Technologies utilized for the cloud development:

Python 3.7
Spotipy
numpy
Pandas
boto3
Amazon Web Services (AWS)
IAM
S3
SecretsManager
Lambda
EventBridge
Glue
Athena
QuickSight (Em desenvolvimento) (To-Do)

It's important to emphasize, before presenting the architectural decisions, that it wasn't part of my goal to develop an "optimized" infrastructure. As mentioned earlier, the project was intended to learn about other tools/services that are widely used in data-driven cloud infrastructures.

Cloud Infrastructure:

AWS Simple Storage Service (S3)

One of the most widely used AWS services, and because it's more than just storage, it's also used as a bridge between services, and that's exactly how I use it here. In addition to storing the Python packages that the Lambda spotipy layer uses, the final result of the lambda script execution is to send the generated .csv to S3 (spotify-dataops-raw), such result also occurs with the Glue ETL Job, the .parquet files the process creates are sent to an s3 bucket (spotify-dataops-refined), so that a catalog and tables may be created.

AWS IAM

Without a doubt, a crucial service, not only in terms of data protection by limiting access but also crucial for integrating services. We can assign roles or permissions to various AWS services to enable them to interact with each other. An example of this interaction is the spotify_secrets_manager permission role, which allows the lambda to utilize the client_id and client_secret variables spotipy lib requires to establish a successful connection with the spotify api.

AWS Lambda

For lightweight and quick scripts, Lambda is a much better choice than EC2. It's the perfect choice for a quick web scraping or a modest data collection. In the project's case, the execution time is around 8 minutes, well below the 15-minute limit. However, the problem was dealing with the script's size, which, due to the various libraries used, was 297MB (Remember that Lambda has a 250MB limit). Initially, I tried to use Pandas in a layer, but the layer's limit made this impossible. After some research, I found a permanent solution, which was to abandon the Lambda with Python 3.11 and use version 3.7 in the Lambda, which has an AWS layer with Pandas and Numpy included. With this change, I was able to add pyspotify in a second layer and only the Python script and a .cache file from spotipy in the root of the Lambda.

AWS Secrets Manager

When it comes to interacting with APIs, it is of paramount importance to keep access tokens and secrets secure. To achieve this, I decided to implement the use of this service in my extraction code:

# Use this code snippet in your app.
# If you need more information about configurations
# or implementing the sample code, visit the AWS docs:
# https://aws.amazon.com/developer/language/python/

import boto3
from botocore.exceptions import ClientError

def get_secret():

    secret_name = "PySpotify"
    region_name = "us-east-1"

    # Create a Secrets Manager client
    session = boto3.session.Session()
    client = session.client(
        service_name='secretsmanager',
        region_name=region_name
    )

    try:
        get_secret_value_response = client.get_secret_value(
            SecretId=secret_name
        )
    except ClientError as e:
        # For a list of exceptions thrown, see
        # https://docs.aws.amazon.com/secretsmanager/latest/apireference/API_GetSecretValue.html
        raise e

    # Decrypts secret using the associated KMS key.
    secret = get_secret_value_response['SecretString']

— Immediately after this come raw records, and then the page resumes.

use std::future::Future;

use barpark_services::ServiceError;

/// Result of a user intent.
///
/// Precondition failures are not errors: they produce [`Outcome::Skipped`]
/// and leave state untouched. Service failures produce
/// [`Outcome::Reverted`] after any optimistic change has been undone.
#[derive(Debug)]
pub enum Outcome {
    /// Applied and confirmed by the backing service.
    Committed,
    /// A precondition did not hold; nothing changed.
    Skipped,
    /// The service call failed; local state is as it was before the intent.
    Reverted(ServiceError),
}

impl Outcome {
    pub fn is_committed(&self) -> bool {
        matches!(self, Self::Committed)
    }

    pub fn is_skipped(&self) -> bool {
        matches!(self, Self::Skipped)
    }

    pub fn error(&self) -> Option<&ServiceError> {
        match self {
            Self::Reverted(e) => Some(e),
            _ => None,
        }
    }
}

/// Run the second phase of an intent on its own task.
///
/// The completion confirms or reverts the optimistic change and clears any
/// in-flight marker, so it must finish even when the caller stops polling
/// (a timed-out or torn-down screen). Panics inside the completion are
/// propagated to the caller.
pub(crate) async fn complete_detached<F>(completion: F) -> Outcome
where
    F: Future<Output = Outcome> + Send + 'static,
{
    match tokio::spawn(completion).await {
        Ok(outcome) => outcome,
        Err(e) => match e.try_into_panic() {
            Ok(payload) => std::panic::resume_unwind(payload),
            Err(e) => {
                tracing::error!(error = %e, "Completion task cancelled");
                Outcome::Skipped
            }
        },
    }
}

    # Your code goes here.

It was extremely straightforward to implement it in my code; having the provided code significantly expedited and simplified the implementation, ending up being even simpler than implementing the token and secret as environment variables.

AWS Eventbridge/AWS Events

A critical service for automating/scheduling the Lambda's initialization and the execution of the data extraction script.

AWS Glue

I use Glue primarily to create a data catalog with two tables for the raw files (csv). These two tables are created using a scheduled crawler that runs every noon; this crawler collects the data available in the S3 bucket (spotify-dataops-raw). Afterward, I use Glue to execute a Python script with an ETL Job, the purpose of which is to transform the raw files (csv) into refined ones (parquet) and deposit them into the S3 bucket (spotify-dataops-refined). Even though it may not be necessary due to the data volume not being substantial, the goal is to test and comprehend how this process functions. This ETL also has a schedule; it runs a few minutes after the crawler that creates the raw data catalog. To complete this parquet transformation process, there's a crawler that gathers refined data from S3 and creates a new data catalog containing the tables in parquet format.

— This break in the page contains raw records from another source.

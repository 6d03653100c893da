//! Domain records and pure list logic for the barpark client.
//!
//! Everything in this crate is synchronous and free of I/O: record types,
//! write-time clamping, the derived list views (filter, sort, page) and the
//! phase-one transitions of the optimistic update protocol. The async
//! services and the view-models that drive them live in sibling crates.

pub mod dashboard;
pub mod error;
pub mod event;
pub mod notice;
pub mod optimistic;
pub mod park;
pub mod photo;
pub mod review;
pub mod types;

For this parquet transformation process, we employ the following code in the ETL Job:

import sys
from awsglue.transforms import *
from awsglue.utils import getResolvedOptions
from pyspark.context import SparkContext
from awsglue.context import GlueContext
from awsglue.job import Job

# Init GlueContext
args = getResolvedOptions(sys.argv, ["JOB_NAME"])
sc = SparkContext()
glueContext = GlueContext(sc)
spark = glueContext.spark_session
job = Job(glueContext)
job.init(args["JOB_NAME"], args)

# Função que irá transformar um .csv para .parquet
def transform_csv_to_parquet(database, table_name):
    # Leitura dos dados do Glue DataCatalog
    data_frame = glueContext.create_dynamic_frame.from_catalog(
        database=database,
        table_name=table_name,
    )
    
    # Mapeamento dos dados
    transformed_data_frame = ApplyMapping.apply(
        frame=data_frame,
        mappings=[
            ("artist", "string", "artist", "string"),
            ("track", "string", "track", "string"),
            ("track_pop", "bigint", "track_pop", "bigint"),
            ("duration_ms", "bigint", "duration_ms", "bigint"),
            ("album_nm", "string", "album_nm", "string"),
            ("album_dt", "string", "album_dt", "string")
        ],
    )
    
    # Converte de DynamicFrame para DataFrame
    data_frame_df = transformed_data_frame.toDF()
    
    # Envio do DataFrame em parquet ao S3
    parquet_file_name = table_name + "_refined"
    data_frame_df.write.parquet("s3://spotify-dataops-refined/" + parquet_file_name, mode="overwrite")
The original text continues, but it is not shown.